Lawyers Who Meditate Have Larger Brains, Less Depression

According to the American Bar Association, as many as 20 percent of American lawyers abuse alcohol or other mind-altering substances.1

Even more frightening, male lawyers between the ages of 20 and 64 are more than twice as likely to die from suicide than their counterparts in other occupations, according to a frequently-cited study by the National Institute for Safety and Health conducted two decades ago.

In 1996, lawyers overtook dentists as the profession with the highest rate of suicide.2

Men are not alone in these harrowing statistics. An ABA Young Lawyers Division survey indicated that 41 percent of female attorneys were unhappy with their jobs.3

And, researchers at Johns Hopkins University found that lawyers of both genders lead the nation with the highest incidence of depression in more than 100-surveyed occupations.4

Why are so many lawyers unhappy?

This is not the first time the question has been posed.

In fact, a recent article titled, “The Depressed Lawyer,” written by a clinical psychologist, addressed just this question. He also discussed practical advice for managing stress in the legal environment.

One practical tip he did not mention, however, has scientists more optimistic about the future of stress and age reduction among legal minds: meditation.

It turns out that lawyers who meditate—no, not mediate—boast increased thickness in parts of the brain that deal with attention and processing sensory input.

What does that mean exactly? People who meditate grow larger brains, specifically in areas important for cognitive and emotional processing and well-being.

Thus, meditation leads to an improved ability to deal with highly emotional or stressful events. Something that may (literally) give unhappy lawyers some peace of mind.

In 2006, researchers at Harvard, Yale, and the Massachusetts Institute of Technology produced the first real evidence, through studies of brain scans, that meditation can alter the physical structure of the human brain.

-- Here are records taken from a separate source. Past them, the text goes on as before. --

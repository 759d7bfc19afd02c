//! Debate configuration — explicit settings passed into the orchestrator.
//!
//! Settings are constructed once (typically from the environment, the way the
//! original deployment supplies endpoint credentials) and validated before
//! any inference call. There is no ambient global state.

use thiserror::Error;

/// Default number of debate rounds.
pub const DEFAULT_ROUNDS: u32 = 4;

/// Environment variables required for a run, in reporting order.
pub const REQUIRED_ENV_VARS: [&str; 6] = [
    "AGENT_A_BASE_URL",
    "AGENT_A_KEY",
    "AGENT_B_BASE_URL",
    "AGENT_B_KEY",
    "AGENT_MEDIATOR_BASE_URL",
    "AGENT_MEDIATOR_KEY",
];

/// Errors raised before any inference call is made.
#[derive(Debug, Error, PartialEq, Eq)]
pub enum ConfigError {
    #[error("missing required environment variables: {}", .0.join(", "))]
    MissingVars(Vec<String>),

    #[error("configuration value {0} is empty")]
    EmptyValue(&'static str),

    #[error("round count must be positive")]
    ZeroRounds,
}

/// One agent's inference endpoint.
#[derive(Debug, Clone)]
pub struct EndpointConfig {
    pub base_url: String,
    pub api_key: String,
}

/// Everything a debate run needs, resolved up front.
#[derive(Debug, Clone)]
pub struct DebateSettings {
    pub agent_a: EndpointConfig,
    pub agent_b: EndpointConfig,
    pub mediator: EndpointConfig,
    /// Number of rounds to run.
    pub rounds: u32,
    /// Whether streaming mode inserts randomized human-paced delays between
    /// emissions. Disabled in tests.
    pub paced: bool,
}

impl DebateSettings {
    /// Load endpoint credentials from the environment. All missing variables
    /// are reported together, not just the first one.
    pub fn from_env() -> Result<Self, ConfigError> {
        let mut missing = Vec::new();
        let [a_url, a_key, b_url, b_key, m_url, m_key] =
            REQUIRED_ENV_VARS.map(|name| match std::env::var(name) {
                Ok(v) if !v.trim().is_empty() => v,
                _ => {
                    missing.push(name.to_string());
                    String::new()
                }
            });

        let settings = Self {
            agent_a: EndpointConfig {
                base_url: a_url,
                api_key: a_key,
            },
            agent_b: EndpointConfig {
                base_url: b_url,
                api_key: b_key,
            },
            mediator: EndpointConfig {
                base_url: m_url,
                api_key: m_key,
            },
            rounds: DEFAULT_ROUNDS,
            paced: true,
        };

        if missing.is_empty() {
            Ok(settings)
        } else {
            Err(ConfigError::MissingVars(missing))
        }
    }

    /// Fast local precondition check, run by the orchestrator before issuing
    /// any inference call.
    pub fn validate(&self) -> Result<(), ConfigError> {
        let fields: [(&'static str, &str); 6] = [
            ("agent_a.base_url", &self.agent_a.base_url),
            ("agent_a.api_key", &self.agent_a.api_key),
            ("agent_b.base_url", &self.agent_b.base_url),
            ("agent_b.api_key", &self.agent_b.api_key),
            ("mediator.base_url", &self.mediator.base_url),
            ("mediator.api_key", &self.mediator.api_key),
        ];
        for (name, value) in fields {
            if value.trim().is_empty() {
                return Err(ConfigError::EmptyValue(name));
            }
        }
        if self.rounds == 0 {
            return Err(ConfigError::ZeroRounds);
        }
        Ok(())
    }
}
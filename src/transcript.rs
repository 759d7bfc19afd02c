//! Transcript model — the ordered record of one debate run.

use serde::{Deserialize, Serialize};

use crate::agent::AgentName;
use crate::client::Citation;

/// Phase tag on a transcript entry. Serialized names match the wire format
/// consumed by existing clients.
#[derive(Debug, Clone, Copy, PartialEq, Eq, Serialize, Deserialize)]
pub enum Phase {
    /// Mediator's opening restatement of the topic (streaming variant).
    Framing,
    /// A debater's answer for a round.
    Answer,
    /// Mediator's per-round summary (streaming variant).
    #[serde(rename = "Round Recap")]
    RoundRecap,
    /// Mediator's handoff into the next round (streaming variant).
    #[serde(rename = "Next Round")]
    NextRound,
    /// Mediator's per-round note (batch variant).
    #[serde(rename = "Moderator Note")]
    ModeratorNote,
    /// Mediator's framing-plus-initial-prompts response (batch variant).
    Prompts,
}

impl std::fmt::Display for Phase {
    fn fmt(&self, f: &mut std::fmt::Formatter<'_>) -> std::fmt::Result {
        match self {
            Self::Framing => write!(f, "Framing"),
            Self::Answer => write!(f, "Answer"),
            Self::RoundRecap => write!(f, "Round Recap"),
            Self::NextRound => write!(f, "Next Round"),
            Self::ModeratorNote => write!(f, "Moderator Note"),
            Self::Prompts => write!(f, "Prompts"),
        }
    }
}

/// One emitted turn. Created exactly once when its inference call resolves;
/// never modified afterwards.
#[derive(Debug, Clone, PartialEq, Serialize, Deserialize)]
pub struct TranscriptEntry {
    pub role: AgentName,
    /// 1-indexed round number.
    pub round: u32,
    pub phase: Phase,
    pub text: String,
    pub citations: Vec<Citation>,
}

/// The complete ordered record of one debate run.
pub type Transcript = Vec<TranscriptEntry>;

/// Streaming-mode sink: invoked once per entry, in emission order,
/// fire-and-forget.
pub type EntrySink = dyn Fn(TranscriptEntry) + Send + Sync;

In one area of gray matter, the thickening of the human cortex (our “thinking caps”) became more pronounced in older patients who meditate. This section of the brain typically gets thinner with age.

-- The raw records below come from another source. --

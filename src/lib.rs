//! rostrum — moderated two-debater LLM debate orchestration.
//!
//! Three agents participate in a run: debater A (general knowledge), debater
//! B (knowledge-base-only with mandatory citations), and a Mediator that
//! frames the topic, recaps each round, and hands the next instructions to
//! both debaters via `[A_PROMPT]`/`[B_PROMPT]` blocks parsed out of its own
//! free-text output.
//!
//! The core is [`orchestrator::DebateOrchestrator`]: a fixed round protocol
//! with exactly one concurrent join point per round (the two debater calls),
//! producing an ordered [`transcript::Transcript`] either as a batch result
//! or streamed entry-by-entry through a sink. [`server`] exposes the
//! streaming mode over HTTP/SSE; the `rostrum` binary exposes the batch mode
//! on the command line.

pub mod agent;
pub mod client;
pub mod config;
pub mod conversation;
pub mod extract;
pub mod orchestrator;
pub mod prompts;
pub mod server;
pub mod transcript;

pub use agent::{AgentName, AgentProfile, AgentRoster};
pub use client::{
    AgentReply, ChatMessage, Citation, ClientError, HttpInferenceClient, InferenceClient, Role,
};
pub use config::{ConfigError, DebateSettings, EndpointConfig, DEFAULT_ROUNDS};
pub use conversation::Conversation;
pub use extract::{extract_prompts, framing_text, ExtractedPrompts};
pub use orchestrator::{DebateError, DebateOrchestrator, DebateOutcome, Variant};
pub use transcript::{EntrySink, Phase, Transcript, TranscriptEntry};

“Our data suggest that one small bit of brain appears to have a slower rate of cortical thinning, so meditation may help slow some aspects of cognitive aging,” reports Sara Lazar, leader of the study and a psychologist at Harvard Medical School (via the Harvard Gazette).

“But it’s important to remember that monks and yogis suffer from the same ailments as the rest of us. They get old and die, too. However, they do claim to enjoy an increased capacity for attention and memory.”

Meditators in the study practiced Buddhist “insight meditation,” which concentrates on sounds and sensations—but not thinking or analysis about them. The study compared brain scans of 20 experienced meditators and 15 non-meditators, who came from a variety of careers in health care, journalism, and even law.

Study participants meditated an average of about 40 minutes a day, but for varying periods of time. For example, some had been meditating for just one year, others for decades.

Depth of the meditation was measured by the slowing of breathing rates, and the more deeply-involved the meditation, the greater change in brain structure.

“This strongly suggests that the differences in brain structure were caused by the meditation, rather than that differences in brain thickness got them into meditation in the first place,” Lazar concludes (via the Harvard Gazette).

Lazar, herself, practices insight meditation three times a week. Like most scientists who are also skeptics, she was unsure of the tangible benefits, at first, of meditation. Now, after ten years practicing, she explains, “I have definitely experienced beneficial changes.”

“It reduces stress [and] increases my clarity of thought and my tolerance for staying focused in difficult situations.”

It seems like meditation is a skill all lawyers should add to their repertoire, and, if meditation does, in fact, lead to increased concentration, memory, reverse aging, and stress reduction, you can anticipate a lot more “om”s in the courtroom than bad omens.

-WB

References:

  1. Jones, D. (2001). Career killers. In B.P. Crowley, & M.L. Winick (Eds.). A guide to the basic law practice. Alliance Press, 180-197.
  2. Greiner, M. (Sept, 1996). What about me? Texas Bar Journal.
  3. Moss, D.C. (Feb., 1991). Lawyer personality. ABA Journal, 34.
  4. Eaton, W.W. (1990). Occupations and the prevalence of major depressive disorder. Journal of Occupational Medicine, 32 (11), 1079-1087.